Let $H$ be a non-negative definite self-adjoint operator in $L^{2}$ and $\{E_{t}\}_{t\in \mathbb{R}}$ be its spectral resolution, that is $E_{t}=1_{(-\infty, t)}(H)$. Suppose that we have shown that for some $\lambda\geq 0$ and $v\in L^{2}$ that

$$\lambda\int_{\lambda}^{+\infty}{d||E_{t}v||^{2}}=\int_{\lambda}^{+\infty}{td||E_{t}v||^{2}}$$

Then why does it follow that $\forall \varepsilon>0$ $$\int_{\lambda+\varepsilon}^{+\infty}{d||E_{t}v||^{2}}=0$$ and why does this imply that $v\in \text{Im}1_{\{\lambda\}}(H)$?

Thanks in advance!

Answer 1

Let me set $\mu_v(A) = \|E(A)v\|^2$ for a Borel set $A$. You have $$ 0=\int_{\lambda}^\infty (1-t)\,d\mu_v(t) = \int_{-\infty}^\infty\chi_{[\lambda,\infty)}(t)(1-t)\,d\mu_v(t) = \big(E([\lambda,\infty))(I-H)v,v\big). $$ This always holds when $v$ has its support in $(-\infty,\lambda)$, i.e., $E((-\infty,\lambda))x = x$, showing that the second implication $v\in\operatorname{Im} E(\{\lambda\})$ is false. The first implication is true if $\lambda\ge 1$. But it is false if $\lambda < 1$. Let us go through the cases. But before, define $w = E([\lambda,\infty))v$. Then we have $((I-H)w,w) = 0$. Also set $X_\lambda = \operatorname{Im} E([\lambda,\infty))$.
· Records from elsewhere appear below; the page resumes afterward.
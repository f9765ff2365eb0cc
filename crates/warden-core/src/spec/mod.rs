//! Declarative workflow and task specifications.
//!
//! A [`WorkflowSpec`] is the immutable input to the orchestrator: a set of
//! tasks, a dependency mapping (which must form a DAG -- enforced by
//! [`crate::safety`] before execution), and optional tenancy and safety
//! policy. Task specs carry everything the per-task pipeline needs: risk
//! tier, permissions, retry policy, timeout, compensation, and sandboxing.

use std::collections::{BTreeMap, BTreeSet};
use std::fmt;
use std::str::FromStr;

use serde::{Deserialize, Serialize};
use serde_json::Value;

use crate::safety::SafetyPolicy;

// ---------------------------------------------------------------------------
// Enums
// ---------------------------------------------------------------------------

/// Risk tier of a task. Ordered: `Low < Medium < High < Critical`.
#[derive(
    Debug, Clone, Copy, PartialEq, Eq, PartialOrd, Ord, Hash, Serialize, Deserialize, Default,
)]
#[serde(rename_all = "snake_case")]
pub enum RiskTier {
    #[default]
    Low,
    Medium,
    High,
    Critical,
}

impl fmt::Display for RiskTier {
    fn fmt(&self, f: &mut fmt::Formatter<'_>) -> fmt::Result {
        let s = match self {
            Self::Low => "low",
            Self::Medium => "medium",
            Self::High => "high",
            Self::Critical => "critical",
        };
        f.write_str(s)
    }
}

impl FromStr for RiskTier {
    type Err = String;

    fn from_str(s: &str) -> Result<Self, Self::Err> {
        match s {
            "low" => Ok(Self::Low),
            "medium" => Ok(Self::Medium),
            "high" => Ok(Self::High),
            "critical" => Ok(Self::Critical),
            other => Err(format!("invalid risk tier: {other:?}")),
        }
    }
}

/// What kind of effect an action has. Ordered so that a broader intent
/// subsumes a narrower one (`Admin` covers everything).
#[derive(
    Debug, Clone, Copy, PartialEq, Eq, PartialOrd, Ord, Hash, Serialize, Deserialize,
)]
#[serde(rename_all = "snake_case")]
pub enum ActionIntent {
    Read,
    Write,
    Delete,
    Execute,
    Admin,
}

/// Data sensitivity zone. Ordered: a grant for a higher zone covers reads
/// and writes in every lower zone.
#[derive(
    Debug, Clone, Copy, PartialEq, Eq, PartialOrd, Ord, Hash, Serialize, Deserialize,
)]
#[serde(rename_all = "snake_case")]
pub enum DataZone {
    Public,
    Internal,
    Confidential,
    Restricted,
}

/// Structural kind of a task.
#[derive(Debug, Clone, Copy, PartialEq, Eq, Serialize, Deserialize, Default)]
#[serde(rename_all = "snake_case")]
pub enum TaskKind {
    #[default]
    Action,
    Decision,
    Parallel,
}

// ---------------------------------------------------------------------------
// Component specs
// ---------------------------------------------------------------------------

/// A single permission a task requires: an (action, resource) pair with
/// optional intent and data-zone qualifiers.
#[derive(Debug, Clone, PartialEq, Eq, Serialize, Deserialize)]
pub struct PermissionRequirement {
    pub action: String,
    pub resource: String,
    #[serde(default, skip_serializing_if = "Option::is_none")]
    pub intent: Option<ActionIntent>,
    #[serde(default, skip_serializing_if = "Option::is_none")]
    pub data_zone: Option<DataZone>,
}

impl PermissionRequirement {
    /// Structurally valid: action and resource are non-empty.
    pub fn is_well_formed(&self) -> bool {
        !self.action.trim().is_empty() && !self.resource.trim().is_empty()
    }
}

/// Retry policy for a task's execution step.
#[derive(Debug, Clone, PartialEq, Serialize, Deserialize)]
pub struct RetryPolicy {
    /// Total attempts allowed (>= 1).
    pub max_attempts: u32,
    /// Base delay before the first retry (>= 1).
    pub backoff_ms: u64,
    /// Multiplier applied per attempt (>= 1).
    pub multiplier: f64,
    /// Apply uniform jitter in [0.5, 1.5] to each delay.
    pub jitter: bool,
}

impl Default for RetryPolicy {
    fn default() -> Self {
        Self {
            max_attempts: 3,
            backoff_ms: 1_000,
            multiplier: 2.0,
            jitter: false,
        }
    }
}

impl RetryPolicy {
    /// Whether the policy satisfies its field constraints.
    pub fn is_valid(&self) -> bool {
        self.max_attempts >= 1 && self.backoff_ms >= 1 && self.multiplier >= 1.0
    }

    /// Delay before re-entering the pipeline after the given attempt
    /// (1-based), without jitter applied.
    pub fn base_delay_ms(&self, attempt: u32) -> u64 {
        let exponent = attempt.saturating_sub(1);
        let scaled = self.backoff_ms as f64 * self.multiplier.powi(exponent as i32);
        scaled.min(u64::MAX as f64) as u64
    }
}

/// Compensation hooks: tasks to run when this task fails or times out.
#[derive(Debug, Clone, Default, PartialEq, Eq, Serialize, Deserialize)]
pub struct CompensationHooks {
    #[serde(default, skip_serializing_if = "Option::is_none")]
    pub on_failure: Option<String>,
    #[serde(default, skip_serializing_if = "Option::is_none")]
    pub on_timeout: Option<String>,
}

impl CompensationHooks {
    pub fn is_empty(&self) -> bool {
        self.on_failure.is_none() && self.on_timeout.is_none()
    }
}

/// A direct compensation action: invoke `tool` with `args` to undo this
/// task's effect during saga rollback.
#[derive(Debug, Clone, PartialEq, Serialize, Deserialize)]
pub struct CompensationAction {
    pub tool: String,
    #[serde(default)]
    pub args: Value,
}

/// Sandbox configuration for the execution step.
#[derive(Debug, Clone, PartialEq, Eq, Serialize, Deserialize)]
pub struct SandboxConfig {
    pub enabled: bool,
    /// Backend identifier (e.g. "process", "container").
    pub kind: String,
    /// Dry-run mode: the sandbox simulates effects instead of applying them.
    #[serde(default)]
    pub simulation_mode: bool,
    #[serde(default)]
    pub permissions: Vec<String>,
}

// ---------------------------------------------------------------------------
// TaskSpec / WorkflowSpec
// ---------------------------------------------------------------------------

/// Immutable specification of a single task.
#[derive(Debug, Clone, Serialize, Deserialize)]
pub struct TaskSpec {
    /// Unique within the workflow.
    pub id: String,
    pub name: String,
    #[serde(default)]
    pub kind: TaskKind,
    #[serde(default)]
    pub risk_tier: RiskTier,
    #[serde(default, skip_serializing_if = "Option::is_none")]
    pub intent: Option<ActionIntent>,
    #[serde(default, skip_serializing_if = "Option::is_none")]
    pub data_zone: Option<DataZone>,
    #[serde(default)]
    pub required_permissions: Vec<PermissionRequirement>,
    #[serde(default)]
    pub retry: RetryPolicy,
    #[serde(default, skip_serializing_if = "Option::is_none")]
    pub timeout_ms: Option<u64>,
    #[serde(default, skip_serializing_if = "Option::is_none")]
    pub idempotency_key: Option<String>,
    #[serde(default, skip_serializing_if = "Option::is_none")]
    pub tool_name: Option<String>,
    /// When non-empty, the only tools the policy gate will admit.
    #[serde(default)]
    pub allowed_tools: Vec<String>,
    #[serde(default)]
    pub compensation: CompensationHooks,
    #[serde(default, skip_serializing_if = "Option::is_none")]
    pub compensation_action: Option<CompensationAction>,
    #[serde(default, skip_serializing_if = "Option::is_none")]
    pub sandbox: Option<SandboxConfig>,
}

impl TaskSpec {
    /// Minimal task spec for the given id; everything else defaulted.
    pub fn new(id: impl Into<String>) -> Self {
        let id = id.into();
        Self {
            name: id.clone(),
            id,
            kind: TaskKind::default(),
            risk_tier: RiskTier::default(),
            intent: None,
            data_zone: None,
            required_permissions: Vec::new(),
            retry: RetryPolicy::default(),
            timeout_ms: None,
            idempotency_key: None,
            tool_name: None,
            allowed_tools: Vec::new(),
            compensation: CompensationHooks::default(),
            compensation_action: None,
            sandbox: None,
        }
    }

    /// Whether the execution step should run inside a sandbox.
    pub fn sandboxed(&self) -> bool {
        self.sandbox.as_ref().is_some_and(|s| s.enabled)
    }
}

/// Immutable specification of a workflow: a DAG of tasks.
#[derive(Debug, Clone, Serialize, Deserialize)]
pub struct WorkflowSpec {
    pub id: String,
    pub name: String,
    #[serde(default, skip_serializing_if = "Option::is_none")]
    pub tenant_id: Option<String>,
    /// Task declaration order is significant: it breaks scheduling ties.
    pub tasks: Vec<TaskSpec>,
    /// Mapping from task id to the ids it depends on.
    #[serde(default)]
    pub dependencies: BTreeMap<String, BTreeSet<String>>,
    #[serde(default, skip_serializing_if = "Option::is_none")]
    pub safety_policy: Option<SafetyPolicy>,
}

impl WorkflowSpec {
    /// Workflow with no tasks (legal; completes immediately).
    pub fn new(id: impl Into<String>, name: impl Into<String>) -> Self {
        Self {
            id: id.into(),
            name: name.into(),
            tenant_id: None,
            tasks: Vec::new(),
            dependencies: BTreeMap::new(),
            safety_policy: None,
        }
    }

    /// Look up a task by id.
    pub fn task(&self, id: &str) -> Option<&TaskSpec> {
        self.tasks.iter().find(|t| t.id == id)
    }

    /// The declared dependencies of a task (empty set when none declared).
    pub fn dependencies_of(&self, id: &str) -> impl Iterator<Item = &str> {
        self.dependencies
            .get(id)
            .into_iter()
            .flat_map(|deps| deps.iter().map(String::as_str))
    }

    /// Task ids that directly depend on the given task.
    pub fn dependents_of<'a>(&'a self, id: &'a str) -> impl Iterator<Item = &'a str> {
        self.dependencies
            .iter()
            .filter(move |(_, deps)| deps.contains(id))
            .map(|(task, _)| task.as_str())
    }
}

#[cfg(test)]
mod tests {
    use super::*;

    #[test]
    fn risk_tiers_are_ordered() {
        assert!(RiskTier::Low < RiskTier::Medium);
        assert!(RiskTier::Medium < RiskTier::High);
        assert!(RiskTier::High < RiskTier::Critical);
    }

    #[test]
    fn risk_tier_roundtrip() {
        for s in ["low", "medium", "high", "critical"] {
            let parsed: RiskTier = s.parse().unwrap();
            assert_eq!(parsed.to_string(), s);
        }
        assert!("extreme".parse::<RiskTier>().is_err());
    }

    #[test]
    fn data_zones_are_ordered() {
        assert!(DataZone::Public < DataZone::Internal);
        assert!(DataZone::Confidential < DataZone::Restricted);
    }

    #[test]
    fn retry_policy_default_is_valid() {
        assert!(RetryPolicy::default().is_valid());
    }

    #[test]
    fn retry_policy_rejects_zero_attempts() {
        let policy = RetryPolicy {
            max_attempts: 0,
            ..RetryPolicy::default()
        };
        assert!(!policy.is_valid());
    }

    #[test]
    fn base_delay_grows_with_multiplier() {
        let policy = RetryPolicy {
            max_attempts: 5,
            backoff_ms: 100,
            multiplier: 2.0,
            jitter: false,
        };
        assert_eq!(policy.base_delay_ms(1), 100);
        assert_eq!(policy.base_delay_ms(2), 200);
        assert_eq!(policy.base_delay_ms(3), 400);
    }

    #[test]
    fn dependents_of_inverts_dependencies() {
        let mut spec = WorkflowSpec::new("wf", "test");
        spec.tasks = vec![TaskSpec::new("a"), TaskSpec::new("b"), TaskSpec::new("c")];
        spec.dependencies
            .insert("b".into(), BTreeSet::from(["a".to_string()]));
        spec.dependencies
            .insert("c".into(), BTreeSet::from(["a".to_string()]));

        let mut dependents: Vec<&str> = spec.dependents_of("a").collect();
        dependents.sort_unstable();
        assert_eq!(dependents, vec!["b", "c"]);
    }

    #[test]
    fn task_spec_serde_defaults() {
        let task: TaskSpec = serde_json::from_str(r#"{"id": "t1", "name": "first"}"#).unwrap();
        assert_eq!(task.risk_tier, RiskTier::Low);
        assert_eq!(task.retry.max_attempts, 3);
        assert!(task.allowed_tools.is_empty());
        assert!(!task.sandboxed());
    }
}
$\lambda > 1$: For $u\in X_\lambda$ we have $(Hu,u)\ge\lambda\|u\|^2$. Since $w\in X_\lambda$, it follows that $0 = ((H-I)w,w) = (Hw,w)-\|w\|^2\ge(\lambda-1)\|w\|^2$, hence $w=0$. The first implication now easily follows.

$\lambda=1$: Then $((H-I)u,u)\ge 0$ for all $u\in X_\lambda$. If $T$ denotes the restriction of $H-I$ to $X_\lambda$, we have $(Tu,u)\ge 0$ for $u\in X_\lambda$, hence $T\ge 0$. Thus, $0 = ((H-I)w,w) = (Tw,w) = \|T^{1/2}w\|^2$, which implies $T^{1/2}w = 0$ and therefore $Tw = 0$, which means $Hw=w = \lambda w$. So, $E(\{\lambda\})w = w$ and whence $E([\lambda+\epsilon,\infty))v = E([\lambda+\epsilon,\infty))E([\lambda,\infty))v = E([\lambda+\epsilon,\infty))w = 0$.

$\lambda < 1$: A counterexample is $H|_{X_\lambda} = I|_{X_\lambda}$. Then $((I-H)w,w) = 0$, so your condition is satisfied, but $\int_{\lambda+\epsilon}^\infty\,d\mu_v(t) = \mu_v([\lambda+\epsilon,\infty)) = \mu_w([\lambda+\epsilon,\infty)) = \|w\|^2$.